На переднем плане царило горе: вдова тайно хоронила прах невинно казненного мужа. На заднем плане торжествовала античная идиллия. Хотя Пуссен почти всю жизнь прожил в Риме, его античность писалась не с натуры. В 17-м веке историческое воображение считалось важнее простой имитации природы. Поэтому пейзажи Пуссена – условны, абстрактны, универсальны. Мы никогда не найдем в Италии изображенной на картине горы или долины, мы не узнаем породы написанного мастером дерева или куста. Пуссен создавал внутренний пейзаж культуры, наше представление о прошлом, которого никогда не было.

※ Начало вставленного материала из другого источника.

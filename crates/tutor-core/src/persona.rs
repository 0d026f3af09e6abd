//! The tutor persona and the single-string prompt template.

use crate::prompt::{Prompt, PromptStrategy};
use crate::{ChatMessage, TutorError};

/// Placeholder replaced by the user's question in a template.
pub const QUESTION_PLACEHOLDER: &str = "{question}";

/// Placeholder replaced by the persona text in a template.
const PERSONA_PLACEHOLDER: &str = "{persona}";

/// Built-in coaching persona.
pub const DEFAULT_PERSONA: &str = r#"Respond using the following structure, without any introductory text. Use exactly these headings and this order:

## Wake-Up Call
Hit them with the hard truth about the concept they're asking about. Why is it crucial? Why do most people fail to master it?

## Concept Breakdown
Break down the concept in clear, no-nonsense terms. Use analogies that relate to physical training or mental toughness if applicable.

## Code Example
Provide a concise, hard-hitting code example. Use triple backticks and specify the language:

```language
# Your code here
```
Example: For python the code block would be like
```python
# Your code here
```

## "Stay Hard" Challenge
Give them a specific, challenging task related to the concept. Make it tough but achievable with hard work.

## Goggins-Style Motivation
Close with a short, intense motivational message. Use Goggins-style phrases and tough love to push them to excel.

Remember:
- Use direct, forceful language throughout
- Don't coddle the student - push them to be uncomfortable
- Emphasize the need for consistent practice and hard work
- Use short, punchy sentences for impact
- Occasionally reference Goggins' experiences or quotes if relevant
- Ensure each section is clearly separated and formatted
- Adapt to different programming languages based on the context of the question
- Do not output any PREAMBLE text
"#;

/// Built-in single-string template.
pub const DEFAULT_TEMPLATE: &str = "{persona}\nStudent question: {question}\n\nAnswer:\n";

/// Persona text plus the template used by [`PromptStrategy::Template`].
///
/// Built once at startup and shared read-only by every request.
#[derive(Debug, Clone, PartialEq, Eq)]
pub struct PersonaTemplate {
    system: String,
    template: String,
}

impl PersonaTemplate {
    /// Creates a persona from its system text and a template.
    ///
    /// The template must contain `{question}`; `{persona}` is optional.
    pub fn new(system: impl Into<String>, template: impl Into<String>) -> Result<Self, TutorError> {
        let template = template.into();
        if !template.contains(QUESTION_PLACEHOLDER) {
            return Err(TutorError::Config(format!(
                "prompt template must contain the {} placeholder",
                QUESTION_PLACEHOLDER
            )));
        }
        Ok(Self { system: system.into(), template })
    }

    /// Creates a persona from custom system text and the default template.
    pub fn with_system(system: impl Into<String>) -> Self {
        Self {
            system: system.into(),
            template: DEFAULT_TEMPLATE.to_string(),
        }
    }

    /// Builds the outbound prompt for `question`.
    ///
    /// The question is inserted verbatim, including the empty string.
    pub fn compose(&self, strategy: PromptStrategy, question: &str) -> Prompt {
        match strategy {
            PromptStrategy::Messages => Prompt::Messages(vec![
                ChatMessage::system(self.system.clone()),
                ChatMessage::user(question),
            ]),
            PromptStrategy::Template => Prompt::Template(self.render(question)),
        }
    }

    /// Fills both placeholders in one left-to-right pass over the template.
    ///
    /// Inserted text is never scanned again, so placeholders inside the
    /// persona or the question stay literal.
    fn render(&self, question: &str) -> String {
        let capacity = self.template.len() + self.system.len() + question.len();
        let mut out = String::with_capacity(capacity);
        let mut rest = self.template.as_str();

        loop {
            let persona_at = rest.find(PERSONA_PLACEHOLDER);
            let question_at = rest.find(QUESTION_PLACEHOLDER);
            let (at, placeholder, value) = match (persona_at, question_at) {
                (Some(p), Some(q)) if p < q => (p, PERSONA_PLACEHOLDER, self.system.as_str()),
                (_, Some(q)) => (q, QUESTION_PLACEHOLDER, question),
                (Some(p), None) => (p, PERSONA_PLACEHOLDER, self.system.as_str()),
                (None, None) => break,
            };
            out.push_str(&rest[..at]);
            out.push_str(value);
            rest = &rest[at + placeholder.len()..];
        }

        out.push_str(rest);
        out
    }
}

impl Default for PersonaTemplate {
    fn default() -> Self {
        Self::with_system(DEFAULT_PERSONA)
    }
}

#[cfg(test)]
mod tests {
    use super::*;
    use crate::MessageRole;

    #[test]
    fn test_compose_message_pair() {
        let persona = PersonaTemplate::with_system("Be tough.");
        let prompt = persona.compose(PromptStrategy::Messages, "What is a BST?");
        let Prompt::Messages(messages) = prompt else {
            panic!("expected message pair");
        };
        assert_eq!(messages.len(), 2);
        assert_eq!(messages[0].role, MessageRole::System);
        assert_eq!(messages[0].content, "Be tough.");
        assert_eq!(messages[1].role, MessageRole::User);
        assert_eq!(messages[1].content, "What is a BST?");
    }

    #[test]
    fn test_compose_template() {
        let persona = PersonaTemplate::new("Be tough.", "{persona}\nQ: {question}\nA:").unwrap();
        let prompt = persona.compose(PromptStrategy::Template, "What is a heap?");
        assert_eq!(prompt, Prompt::Template("Be tough.\nQ: What is a heap?\nA:".into()));
    }

    #[test]
    fn test_empty_question_keeps_persona() {
        let persona = PersonaTemplate::default();
        let Prompt::Messages(messages) = persona.compose(PromptStrategy::Messages, "") else {
            panic!("expected message pair");
        };
        assert_eq!(messages[0].content, DEFAULT_PERSONA);
        assert_eq!(messages[1].content, "");

        let Prompt::Template(text) = persona.compose(PromptStrategy::Template, "") else {
            panic!("expected template");
        };
        assert!(text.starts_with(DEFAULT_PERSONA));
        assert!(!text.contains(QUESTION_PLACEHOLDER));
    }

    #[test]
    fn test_question_text_is_not_rescanned() {
        let persona = PersonaTemplate::new("P", "{persona}|{question}").unwrap();
        let prompt = persona.compose(PromptStrategy::Template, "{persona}");
        assert_eq!(prompt, Prompt::Template("P|{persona}".into()));
    }

    #[test]
    fn test_persona_text_is_not_rescanned() {
        let system = "Explain {question} with grit.";
        let persona = PersonaTemplate::new(system, "{persona}\nQ: {question}").unwrap();

        let prompt = persona.compose(PromptStrategy::Template, "heaps");
        assert_eq!(
            prompt,
            Prompt::Template("Explain {question} with grit.\nQ: heaps".into())
        );

        let Prompt::Messages(messages) = persona.compose(PromptStrategy::Messages, "heaps") else {
            panic!("expected message pair");
        };
        assert_eq!(messages[0].content, system);
    }

    #[test]
    fn test_question_before_persona() {
        let persona = PersonaTemplate::new("P", "{question}/{persona}/{question}").unwrap();
        let prompt = persona.compose(PromptStrategy::Template, "q");
        assert_eq!(prompt, Prompt::Template("q/P/q".into()));
    }

    #[test]
    fn test_template_requires_question_placeholder() {
        let err = PersonaTemplate::new("P", "{persona} only").unwrap_err();
        assert!(matches!(err, TutorError::Config(_)));
    }
}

Природа на этих полотнах не отражает, как мы привыкли, чувства героев, и не контрастирует с их эмоциями. Она, предлагая себя для масштаба, служит рамой для человека. Мир Пуссена вовсе не лишен трагедии. Напротив, тут всегда происходит что-то страшное и безысходное. Но, вписав людей в природу, художник облагородил страдания, придав им монументальное величие гор, грозы, заката. В подлинной трагедии герой, сопротивляясь року и погибая, сражаясь с ним, поднимается до уровня стихии. Зрелище этой битвы поучительно и прекрасно, как, собственно, и должно быть в том театре разума, который художник устраивал для своего века.
С ним Пуссен разделял любовь к героическому рассудку.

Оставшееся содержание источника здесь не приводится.